In most of the well-established machine learning systems, categorical variables are handled naturally. For example in R you would use factors, in WEKA you would use nominal variables. This is not the case in scikit-learn. The decision trees implemented in scikit-learn uses only numerical features and these features are interpreted always as continuous numeric variables.
Thus, simply replacing the strings with a hash code should be avoided, because being considered as a continuous numerical feature any coding you will use will induce an order which simply does not exist in your data.
One example is to code ['red','green','blue'] with [1,2,3], would produce weird things like 'red' is lower than 'blue', and if you average a 'red' and a 'blue' you will get a 'green'. Another more subtle example might happen when you code ['low', 'medium', 'high'] with [1,2,3]. In the latter case it might happen to have an ordering which makes sense, however, some subtle inconsistencies might happen when 'medium' in not in the middle of 'low' and 'high'.
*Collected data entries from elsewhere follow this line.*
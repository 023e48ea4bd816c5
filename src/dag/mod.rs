// src/dag/mod.rs

//! Task graph representation and scheduling.
//!
//! - [`graph`] holds the arena of registered tasks and their dependency edges.
//! - [`heap`] is the comparator-driven binary heap used as the ready set.
//! - [`scheduler`] expands a root set into per-call nodes and computes a
//!   priority-aware topological order, detecting dependency cycles.

pub mod graph;
pub mod heap;
pub mod scheduler;

pub use graph::TaskGraph;
pub use heap::PriorityQueue;
pub use scheduler::topological_order;
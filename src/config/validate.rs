// src/config/validate.rs

use std::collections::BTreeMap;

use crate::config::model::{ConfigFile, RawConfigFile};
use crate::errors::{Result, TaskdagError};
use crate::types::Priority;

impl TryFrom<RawConfigFile> for ConfigFile {
    type Error = TaskdagError;

    fn try_from(raw: RawConfigFile) -> std::result::Result<Self, Self::Error> {
        let priorities = validate_config(&raw)?;
        Ok(ConfigFile::new_unchecked(raw.config, raw.task, priorities))
    }
}

/// Validate a raw plan and resolve the effective priority of every task.
pub fn validate_config(cfg: &RawConfigFile) -> Result<BTreeMap<String, Priority>> {
    ensure_has_tasks(cfg)?;
    validate_task_dependencies(cfg)?;
    resolve_priorities(cfg)
}

fn ensure_has_tasks(cfg: &RawConfigFile) -> Result<()> {
    if cfg.task.is_empty() {
        return Err(TaskdagError::ConfigError(
            "config must contain at least one [task.<name>] section".to_string(),
        ));
    }
    Ok(())
}

fn validate_task_dependencies(cfg: &RawConfigFile) -> Result<()> {
    for (name, task) in cfg.task.iter() {
        for dep in task.after.iter() {
            if !cfg.task.contains_key(dep) {
                return Err(TaskdagError::ConfigError(format!(
                    "task '{}' has unknown dependency '{}' in `after`",
                    name, dep
                )));
            }
        }
    }
    Ok(())
}

fn resolve_priorities(cfg: &RawConfigFile) -> Result<BTreeMap<String, Priority>> {
    let default = match &cfg.config.default_priority {
        Some(setting) => setting.resolve().map_err(|e| {
            TaskdagError::ConfigError(format!("[config].default_priority: {e}"))
        })?,
        None => Priority::DEFAULT,
    };

    let mut priorities = BTreeMap::new();
    for (name, task) in cfg.task.iter() {
        let priority = match &task.priority {
            Some(setting) => setting.resolve().map_err(|e| {
                TaskdagError::ConfigError(format!("task '{}' priority: {}", name, e))
            })?,
            None => default,
        };
        priorities.insert(name.clone(), priority);
    }
    Ok(priorities)
}
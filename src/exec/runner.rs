// src/exec/runner.rs

//! Sequential execution of a scheduled order.
//!
//! The `try_*` forms take a combine step that may itself fail; a failure
//! there is reported against the task whose output was being folded.

use anyhow::Context;
use tracing::{debug, error, info};

use crate::dag::TaskGraph;
use crate::errors::{Result, TaskdagError};
use crate::types::TaskId;

/// Run `order` one task after another, folding outputs into `initial`.
///
/// Every task receives the same `input`. The first failing task, or the
/// first failing combine step, stops the run; outputs already folded in are
/// not undone, but the partial accumulator is dropped and only the error is
/// returned.
pub fn run_in_order<I, O, T, F>(
    graph: &TaskGraph<I, O>,
    order: &[TaskId],
    input: &I,
    initial: T,
    mut combine: F,
) -> Result<T>
where
    F: FnMut(&mut T, O) -> anyhow::Result<()>,
{
    let mut acc = initial;

    for (position, &id) in order.iter().enumerate() {
        let entry = graph.entry(id)?;
        debug!(
            task = %entry.name,
            id = %id,
            position,
            priority = %entry.priority,
            "running task"
        );

        let output = entry.work.run(input).map_err(|err| {
            error!(task = %entry.name, id = %id, error = %err, "task failed; aborting run");
            TaskdagError::internal(&entry.name, err)
        })?;

        combine(&mut acc, output).map_err(|err| {
            error!(task = %entry.name, id = %id, error = %err, "combining output failed; aborting run");
            TaskdagError::internal(&entry.name, err)
        })?;
    }

    info!(tasks = order.len(), "run finished");
    Ok(acc)
}

impl<I, O> TaskGraph<I, O> {
    /// Schedule every task reachable from `roots` and run them in order.
    ///
    /// Returns [`TaskdagError::DependencyCycle`] without running anything if
    /// the tasks cannot be ordered, or [`TaskdagError::Internal`] if a task
    /// fails.
    pub fn run<T, F>(
        &self,
        roots: impl IntoIterator<Item = TaskId>,
        input: &I,
        initial: T,
        mut combine: F,
    ) -> Result<T>
    where
        F: FnMut(&mut T, O),
    {
        self.try_run(roots, input, initial, |acc, out| {
            combine(acc, out);
            Ok(())
        })
    }

    /// Like [`run`](Self::run), with a combine step that can fail.
    ///
    /// A combine failure is reported as [`TaskdagError::Internal`] naming the
    /// task whose output was being folded; no later task runs.
    pub fn try_run<T, F>(
        &self,
        roots: impl IntoIterator<Item = TaskId>,
        input: &I,
        initial: T,
        combine: F,
    ) -> Result<T>
    where
        F: FnMut(&mut T, O) -> anyhow::Result<()>,
    {
        let order = self.schedule(roots)?;
        info!(tasks = order.len(), "starting run");
        run_in_order(self, &order, input, initial, combine)
    }

    /// Like [`run`](Self::run), but surfaces the error as an [`anyhow::Error`]
    /// so it can be propagated with `?` from application code.
    pub fn execute<T, F>(
        &self,
        roots: impl IntoIterator<Item = TaskId>,
        input: &I,
        initial: T,
        combine: F,
    ) -> anyhow::Result<T>
    where
        F: FnMut(&mut T, O),
    {
        self.run(roots, input, initial, combine)
            .context("task graph run failed")
    }

    pub fn try_execute<T, F>(
        &self,
        roots: impl IntoIterator<Item = TaskId>,
        input: &I,
        initial: T,
        combine: F,
    ) -> anyhow::Result<T>
    where
        F: FnMut(&mut T, O) -> anyhow::Result<()>,
    {
        self.try_run(roots, input, initial, combine)
            .context("task graph run failed")
    }

    /// Run `task` and everything it depends on.
    pub fn run_task<T, F>(&self, task: TaskId, input: &I, initial: T, combine: F) -> Result<T>
    where
        F: FnMut(&mut T, O),
    {
        self.run([task], input, initial, combine)
    }

    pub fn try_run_task<T, F>(&self, task: TaskId, input: &I, initial: T, combine: F) -> Result<T>
    where
        F: FnMut(&mut T, O) -> anyhow::Result<()>,
    {
        self.try_run([task], input, initial, combine)
    }

    pub fn execute_task<T, F>(
        &self,
        task: TaskId,
        input: &I,
        initial: T,
        combine: F,
    ) -> anyhow::Result<T>
    where
        F: FnMut(&mut T, O),
    {
        self.execute([task], input, initial, combine)
    }

    pub fn try_execute_task<T, F>(
        &self,
        task: TaskId,
        input: &I,
        initial: T,
        combine: F,
    ) -> anyhow::Result<T>
    where
        F: FnMut(&mut T, O) -> anyhow::Result<()>,
    {
        self.try_execute([task], input, initial, combine)
    }
}


impl<I> TaskGraph<I, ()> {
    /// Run tasks that produce no output.
    pub fn run_for_effect(&self, roots: impl IntoIterator<Item = TaskId>, input: &I) -> Result<()> {
        self.run(roots, input, (), |_, _| {})
    }

    pub fn run_task_for_effect(&self, task: TaskId, input: &I) -> Result<()> {
        self.run_for_effect([task], input)
    }
}

impl TaskGraph<(), ()> {
    /// Run tasks that take no input and produce no output.
    pub fn run_unit(&self, roots: impl IntoIterator<Item = TaskId>) -> Result<()> {
        self.run_for_effect(roots, &())
    }

    pub fn run_unit_task(&self, task: TaskId) -> Result<()> {
        self.run_unit([task])
    }
}
#![allow(dead_code)]

use std::collections::BTreeMap;
use taskdag::config::{ConfigFile, ConfigSection, PrioritySetting, RawConfigFile, TaskConfig};

/// Builder for `ConfigFile` to simplify test setup.
pub struct ConfigFileBuilder {
    config: RawConfigFile,
}

impl ConfigFileBuilder {
    pub fn new() -> Self {
        Self {
            config: RawConfigFile {
                config: ConfigSection::default(),
                task: BTreeMap::new(),
            },
        }
    }

    pub fn with_task(mut self, name: &str, task: TaskConfig) -> Self {
        self.config.task.insert(name.to_string(), task);
        self
    }

    pub fn with_default_priority(mut self, setting: PrioritySetting) -> Self {
        self.config.config.default_priority = Some(setting);
        self
    }

    pub fn build_raw(self) -> RawConfigFile {
        self.config
    }

    pub fn build(self) -> ConfigFile {
        ConfigFile::try_from(self.config).expect("Failed to build valid config from builder")
    }
}

impl Default for ConfigFileBuilder {
    fn default() -> Self {
        Self::new()
    }
}

/// Builder for `TaskConfig`.
pub struct TaskConfigBuilder {
    task: TaskConfig,
}

impl TaskConfigBuilder {
    pub fn new(cmd: &str) -> Self {
        Self {
            task: TaskConfig {
                cmd: cmd.to_string(),
                after: vec![],
                priority: None,
            },
        }
    }

    pub fn after(mut self, dep: &str) -> Self {
        self.task.after.push(dep.to_string());
        self
    }

    pub fn priority(mut self, value: i64) -> Self {
        self.task.priority = Some(PrioritySetting::Value(value));
        self
    }

    pub fn named_priority(mut self, name: &str) -> Self {
        self.task.priority = Some(PrioritySetting::Named(name.to_string()));
        self
    }

    pub fn build(self) -> TaskConfig {
        self.task
    }
}
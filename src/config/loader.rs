// src/config/loader.rs

use std::fs;
use std::path::Path;

use crate::config::model::{ConfigFile, RawConfigFile};
use crate::errors::Result;

/// Plan file looked up in the working directory when `--config` is omitted.
pub const DEFAULT_CONFIG_FILE: &str = "Taskdag.toml";

/// Load a plan file from a given path and return the raw `RawConfigFile`.
///
/// This only performs TOML deserialization; it does **not** perform semantic
/// validation. Use [`load_and_validate`] for that.
pub fn load_from_path(path: impl AsRef<Path>) -> Result<RawConfigFile> {
    let path = path.as_ref();
    let contents = fs::read_to_string(path)?;

    let config: RawConfigFile = toml::from_str(&contents)?;

    Ok(config)
}

/// Load a plan file from path and validate it.
///
/// Checks for:
/// - at least one task,
/// - unknown `after` references,
/// - priority settings that are neither a preset nor an integer.
pub fn load_and_validate(path: impl AsRef<Path>) -> Result<ConfigFile> {
    let raw_config = load_from_path(&path)?;
    let config = ConfigFile::try_from(raw_config)?;
    Ok(config)
}
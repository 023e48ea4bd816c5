// src/dag/graph.rs

use std::collections::BTreeSet;
use std::fmt;

use tracing::debug;

use crate::errors::{Result, TaskdagError};
use crate::exec::Work;
use crate::types::{Priority, TaskId};

/// A registered task: its label, priority, direct dependencies and work.
pub(crate) struct TaskEntry<I, O> {
    pub(crate) name: String,
    pub(crate) priority: Priority,
    /// Direct dependencies: tasks that must complete before this one runs.
    pub(crate) dependencies: BTreeSet<TaskId>,
    pub(crate) work: Box<dyn Work<I, O>>,
}

/// Arena of tasks addressed by [`TaskId`].
///
/// Tasks are registered once and live as long as the graph. Dependency edges
/// and priorities may be changed freely between runs; each run builds its
/// own scheduling state and leaves the graph untouched.
///
/// Every task receives a shared reference to the same input of type `I` and
/// produces an `O` that the caller folds into an accumulator.
pub struct TaskGraph<I, O> {
    tasks: Vec<TaskEntry<I, O>>,
}

impl<I, O> TaskGraph<I, O> {
    pub fn new() -> Self {
        Self { tasks: Vec::new() }
    }

    /// Register a closure task with [`Priority::DEFAULT`].
    pub fn add_task<F>(&mut self, name: impl Into<String>, work: F) -> TaskId
    where
        F: Fn(&I) -> anyhow::Result<O> + 'static,
    {
        self.insert(name.into(), Priority::DEFAULT, Box::new(work))
    }

    pub fn add_task_with_priority<F>(
        &mut self,
        name: impl Into<String>,
        priority: Priority,
        work: F,
    ) -> TaskId
    where
        F: Fn(&I) -> anyhow::Result<O> + 'static,
    {
        self.insert(name.into(), priority, Box::new(work))
    }

    /// Register any [`Work`] implementation.
    pub fn add_work<W>(&mut self, name: impl Into<String>, priority: Priority, work: W) -> TaskId
    where
        W: Work<I, O> + 'static,
    {
        self.insert(name.into(), priority, Box::new(work))
    }

    fn insert(&mut self, name: String, priority: Priority, work: Box<dyn Work<I, O>>) -> TaskId {
        let id = TaskId(self.tasks.len());
        debug!(task = %name, id = %id, %priority, "registered task");
        self.tasks.push(TaskEntry {
            name,
            priority,
            dependencies: BTreeSet::new(),
            work,
        });
        id
    }

    pub fn set_priority(&mut self, task: TaskId, priority: Priority) -> Result<&mut Self> {
        self.entry_mut(task)?.priority = priority;
        Ok(self)
    }

    /// Make `task` wait for `dependency`.
    ///
    /// Adding an edge twice is a no-op. A task may depend on itself; the
    /// scheduler then reports a dependency cycle.
    pub fn depend(&mut self, task: TaskId, dependency: TaskId) -> Result<&mut Self> {
        self.entry(dependency)?;
        self.entry_mut(task)?.dependencies.insert(dependency);
        Ok(self)
    }

    /// Remove a dependency edge. Returns whether the edge existed.
    pub fn remove_dependency(&mut self, task: TaskId, dependency: TaskId) -> Result<bool> {
        Ok(self.entry_mut(task)?.dependencies.remove(&dependency))
    }

    pub fn contains(&self, task: TaskId) -> bool {
        task.0 < self.tasks.len()
    }

    pub fn len(&self) -> usize {
        self.tasks.len()
    }

    pub fn is_empty(&self) -> bool {
        self.tasks.is_empty()
    }

    /// All task ids in registration order.
    pub fn task_ids(&self) -> impl Iterator<Item = TaskId> + '_ {
        (0..self.tasks.len()).map(TaskId)
    }

    pub fn name_of(&self, task: TaskId) -> Option<&str> {
        self.tasks.get(task.0).map(|e| e.name.as_str())
    }

    pub fn priority_of(&self, task: TaskId) -> Option<Priority> {
        self.tasks.get(task.0).map(|e| e.priority)
    }

    /// Direct dependencies of a task, in id order.
    pub fn dependencies_of(&self, task: TaskId) -> Option<impl Iterator<Item = TaskId> + '_> {
        self.tasks
            .get(task.0)
            .map(|e| e.dependencies.iter().copied())
    }

    pub(crate) fn entry(&self, task: TaskId) -> Result<&TaskEntry<I, O>> {
        self.tasks.get(task.0).ok_or(TaskdagError::UnknownTask(task))
    }

    fn entry_mut(&mut self, task: TaskId) -> Result<&mut TaskEntry<I, O>> {
        self.tasks
            .get_mut(task.0)
            .ok_or(TaskdagError::UnknownTask(task))
    }
}

impl<I, O> Default for TaskGraph<I, O> {
    fn default() -> Self {
        Self::new()
    }
}

impl<I, O> fmt::Debug for TaskGraph<I, O> {
    fn fmt(&self, f: &mut fmt::Formatter<'_>) -> fmt::Result {
        let mut list = f.debug_list();
        for (index, entry) in self.tasks.iter().enumerate() {
            list.entry(&format_args!(
                "{} {:?} priority={} deps={:?}",
                TaskId(index),
                entry.name,
                entry.priority,
                entry.dependencies
            ));
        }
        list.finish()
    }
}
Finally, the answer to your question lies in coding the categorical feature into multiple binary features. For example, you might code ['red','green','blue'] with 3 columns, one for each category, having 1 when the category match and 0 otherwise. This is called one-hot-encoding, binary encoding, one-of-k-encoding or whatever. You can check documentation here for encoding categorical features and feature extraction - hashing and dicts. Obviously one-hot-encoding will expand your space requirements and sometimes it hurts the performance as well.